> _INSTRUCTIONS TO FOLLOW_
Each line of the data below that contains "octocrab" must be copied.

> _DATA EXCERPTS_
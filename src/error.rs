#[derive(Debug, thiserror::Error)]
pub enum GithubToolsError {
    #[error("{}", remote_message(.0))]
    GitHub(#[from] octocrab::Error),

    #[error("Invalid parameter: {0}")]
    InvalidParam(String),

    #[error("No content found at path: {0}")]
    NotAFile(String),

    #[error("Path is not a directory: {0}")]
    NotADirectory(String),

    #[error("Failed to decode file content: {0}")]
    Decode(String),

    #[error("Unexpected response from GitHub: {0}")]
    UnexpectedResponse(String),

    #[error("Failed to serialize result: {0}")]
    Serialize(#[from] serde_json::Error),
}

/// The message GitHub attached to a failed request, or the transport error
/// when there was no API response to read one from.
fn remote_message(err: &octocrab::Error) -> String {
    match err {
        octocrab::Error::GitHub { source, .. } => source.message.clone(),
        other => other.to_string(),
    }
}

* * *

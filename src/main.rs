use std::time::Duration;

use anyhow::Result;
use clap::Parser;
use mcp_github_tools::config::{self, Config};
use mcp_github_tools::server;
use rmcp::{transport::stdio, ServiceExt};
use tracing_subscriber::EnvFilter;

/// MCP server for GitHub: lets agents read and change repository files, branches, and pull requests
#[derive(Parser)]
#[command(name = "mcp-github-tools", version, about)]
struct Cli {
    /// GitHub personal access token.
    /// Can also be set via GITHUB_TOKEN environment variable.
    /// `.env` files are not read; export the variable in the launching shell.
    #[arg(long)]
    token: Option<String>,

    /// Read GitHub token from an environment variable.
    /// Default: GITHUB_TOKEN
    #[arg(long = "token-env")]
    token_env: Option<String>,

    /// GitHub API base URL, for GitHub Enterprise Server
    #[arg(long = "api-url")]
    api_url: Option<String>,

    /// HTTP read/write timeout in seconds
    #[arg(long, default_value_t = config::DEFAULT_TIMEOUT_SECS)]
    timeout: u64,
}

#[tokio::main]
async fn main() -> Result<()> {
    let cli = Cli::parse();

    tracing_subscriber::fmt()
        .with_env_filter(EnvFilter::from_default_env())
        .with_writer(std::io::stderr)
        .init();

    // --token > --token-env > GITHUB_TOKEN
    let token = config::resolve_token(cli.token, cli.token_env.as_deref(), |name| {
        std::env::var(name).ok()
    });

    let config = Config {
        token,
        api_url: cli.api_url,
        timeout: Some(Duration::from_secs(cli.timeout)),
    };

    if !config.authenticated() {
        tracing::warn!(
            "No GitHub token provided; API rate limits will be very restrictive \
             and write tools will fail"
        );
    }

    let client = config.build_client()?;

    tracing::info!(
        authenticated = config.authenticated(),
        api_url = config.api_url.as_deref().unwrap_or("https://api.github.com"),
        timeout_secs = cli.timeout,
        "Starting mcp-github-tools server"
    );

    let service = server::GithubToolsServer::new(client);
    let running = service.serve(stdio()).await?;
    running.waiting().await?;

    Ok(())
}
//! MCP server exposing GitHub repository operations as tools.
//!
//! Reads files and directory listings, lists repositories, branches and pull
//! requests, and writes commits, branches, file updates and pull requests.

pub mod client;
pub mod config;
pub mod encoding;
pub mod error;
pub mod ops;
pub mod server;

> _SOLUTION FOR THIS EXERCISE_
    GitHub(#[from] octocrab::Error),
fn remote_message(err: &octocrab::Error) -> String {
        octocrab::Error::GitHub { source, .. } => source.message.clone(),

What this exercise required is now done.